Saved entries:
....
//! Slope traversal force model.
//!
//! Classifies grounded motion relative to the slope's downhill direction and
//! produces the forces for the frame: downhill acceleration with an
//! anti-bounce vertical band, uphill climb ceiling and friction, or a neutral
//! stick force. With no directional input nothing but the flat stick applies,
//! so a character standing on a slope never slides.

use bevy::prelude::*;

use crate::arbiter::VerticalBand;
use crate::config::SlopeConfig;

/// How the body is moving relative to the slope.
#[derive(Debug, Clone, Copy, PartialEq, Eq, Reflect)]
pub enum SlopeMotion {
    /// No directional input.
    Idle,
    /// Slope below the minimum angle.
    Flat,
    Downhill,
    Uphill,
    /// Moving across the slope.
    Traverse,
}

/// Per-frame inputs to the slope model.
#[derive(Debug, Clone, Copy)]
pub struct SlopeInput {
    pub normal: Vec3,
    pub up: Vec3,
    pub slope_angle_degrees: f32,
    /// Direction of travel (horizontal velocity, or input direction when stationary).
    pub motion_direction: Vec3,
    /// Current horizontal speed.
    pub speed: f32,
    pub has_input: bool,
}

/// Forces for the frame.
#[derive(Debug, Clone, Copy, PartialEq)]
pub struct SlopeResponse {
    pub motion: SlopeMotion,
    /// Acceleration to add along the slope (units/second^2).
    pub acceleration: Vec3,
    /// Allowed grounded vertical velocity.
    pub band: VerticalBand,
    /// Multiplier applied to horizontal velocity changes (1.0 = no friction).
    pub horizontal_friction: f32,
    /// Normalized downhill strength (0.0 unless downhill).
    pub strength: f32,
}

/// Remove the `up` component of `v`.
#[inline]
pub fn horizontal(v: Vec3, up: Vec3) -> Vec3 {
    v - up * v.dot(up)
}

/// World-down projected onto the slope plane.
///
/// Zero on flat ground.
pub fn downhill_direction(normal: Vec3, up: Vec3) -> Vec3 {
    let down = -up;
    (down - normal * down.dot(normal)).normalize_or_zero()
}

/// Alignment of travel with the downhill direction, in [-1, 1].
pub fn downhill_alignment(motion_direction: Vec3, normal: Vec3, up: Vec3) -> f32 {
    let travel = horizontal(motion_direction, up).normalize_or_zero();
    let downhill = horizontal(downhill_direction(normal, up), up).normalize_or_zero();
    travel.dot(downhill)
}

/// Two-segment downhill strength curve.
///
/// Gentle slopes get a boosted baseline between `gentle_boost_min` and
/// `gentle_boost_max`; steeper slopes continue linearly to 1.0 at
/// `steep_reference_angle`.
pub fn slope_strength(angle_degrees: f32, config: &SlopeConfig) -> f32 {
    let angle = angle_degrees.max(0.0);
    let gentle = config.gentle_slope_angle;
    if angle <= gentle {
        config.gentle_boost_min + (angle / gentle) * (config.gentle_boost_max - config.gentle_boost_min)
    } else {
        let t = ((angle - gentle) / (config.steep_reference_angle - gentle)).clamp(0.0, 1.0);
        config.gentle_boost_max + t * (1.0 - config.gentle_boost_max)
    }
}

/// Vertical band that keeps a body glued to flat ground.
pub fn flat_band(config: &SlopeConfig) -> VerticalBand {
    VerticalBand::new(-config.flat_stick_speed, -config.flat_stick_speed * 0.5)
}

/// Slope force model with its current climb ceiling.
#[derive(Debug, Clone, Copy, PartialEq)]
pub struct SlopeForceModel {
    slope_limit: f32,
    last_motion: SlopeMotion,
}

impl SlopeForceModel {
    pub fn new(config: &SlopeConfig) -> Self {
        Self {
            slope_limit: config.default_slope_limit,
            last_motion: SlopeMotion::Idle,
        }
    }

    /// Current slope-climb ceiling (degrees).
    #[inline]
    pub fn slope_limit(&self) -> f32 {
        self.slope_limit
    }

    /// Classification from the last evaluation.
    #[inline]
    pub fn last_motion(&self) -> SlopeMotion {
        self.last_motion
    }

    /// Reset the ceiling to its default.
    pub fn reset(&mut self, config: &SlopeConfig) {
        self.slope_limit = config.default_slope_limit;
        self.last_motion = SlopeMotion::Idle;
    }

    /// Compute the slope forces for this frame.
    ///
    /// `reference_speed` scales the uphill ceiling (usually the sprint speed).
    pub fn evaluate(
        &mut self,
        input: &SlopeInput,
        config: &SlopeConfig,
        reference_speed: f32,
    ) -> SlopeResponse {
        let neutral = SlopeResponse {
            motion: SlopeMotion::Idle,
            acceleration: Vec3::ZERO,
            band: flat_band(config),
            horizontal_friction: 1.0,
            strength: 0.0,
        };

        if !input.has_input {
            self.last_motion = SlopeMotion::Idle;
            return neutral;
        }

        if input.slope_angle_degrees < config.minimum_slope_angle {
            self.slope_limit = config.default_slope_limit;
            self.last_motion = SlopeMotion::Flat;
            return SlopeResponse {
                motion: SlopeMotion::Flat,
                ..neutral
            };
        }

        let alignment = downhill_alignment(input.motion_direction, input.normal, input.up);

        let response = if alignment > config.alignment_threshold {
            let strength = slope_strength(input.slope_angle_degrees, config);
            let downhill = downhill_direction(input.normal, input.up);
            // Vertical speed needed to follow the slope at the current speed.
            let follow = input.speed * input.slope_angle_degrees.to_radians().tan();
            SlopeResponse {
                motion: SlopeMotion::Downhill,
                acceleration: downhill * config.downhill_acceleration * strength,
                band: VerticalBand::new(
                    -(config.flat_stick_speed + follow),
                    -config.flat_stick_speed * 0.5,
                ),
                strength,
                ..neutral
            }
        } else if alignment < -config.alignment_threshold {
            let speed_factor = if reference_speed > 0.0 {
                (input.speed / reference_speed).clamp(0.0, 1.0)
            } else {
                0.0
            };
            self.slope_limit = config.default_slope_limit
                + (config.max_slope_limit - config.default_slope_limit) * speed_factor;
            SlopeResponse {
                motion: SlopeMotion::Uphill,
                horizontal_friction: 1.0 - config.uphill_friction,
                ..neutral
            }
        } else {
            self.slope_limit = config.default_slope_limit;
            SlopeResponse {
                motion: SlopeMotion::Traverse,
                ..neutral
            }
        };

        self.last_motion = response.motion;
        response
    }
}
....
> [YOUR INSTRUCTIONS]
Each line that holds the word "Clone" should be extracted from the records.

> [WRITTEN SOLUTION]
#[derive(Debug, Clone, Copy, PartialEq, Eq, Reflect)]
#[derive(Debug, Clone, Copy)]
#[derive(Debug, Clone, Copy, PartialEq)]
#[derive(Debug, Clone, Copy, PartialEq)]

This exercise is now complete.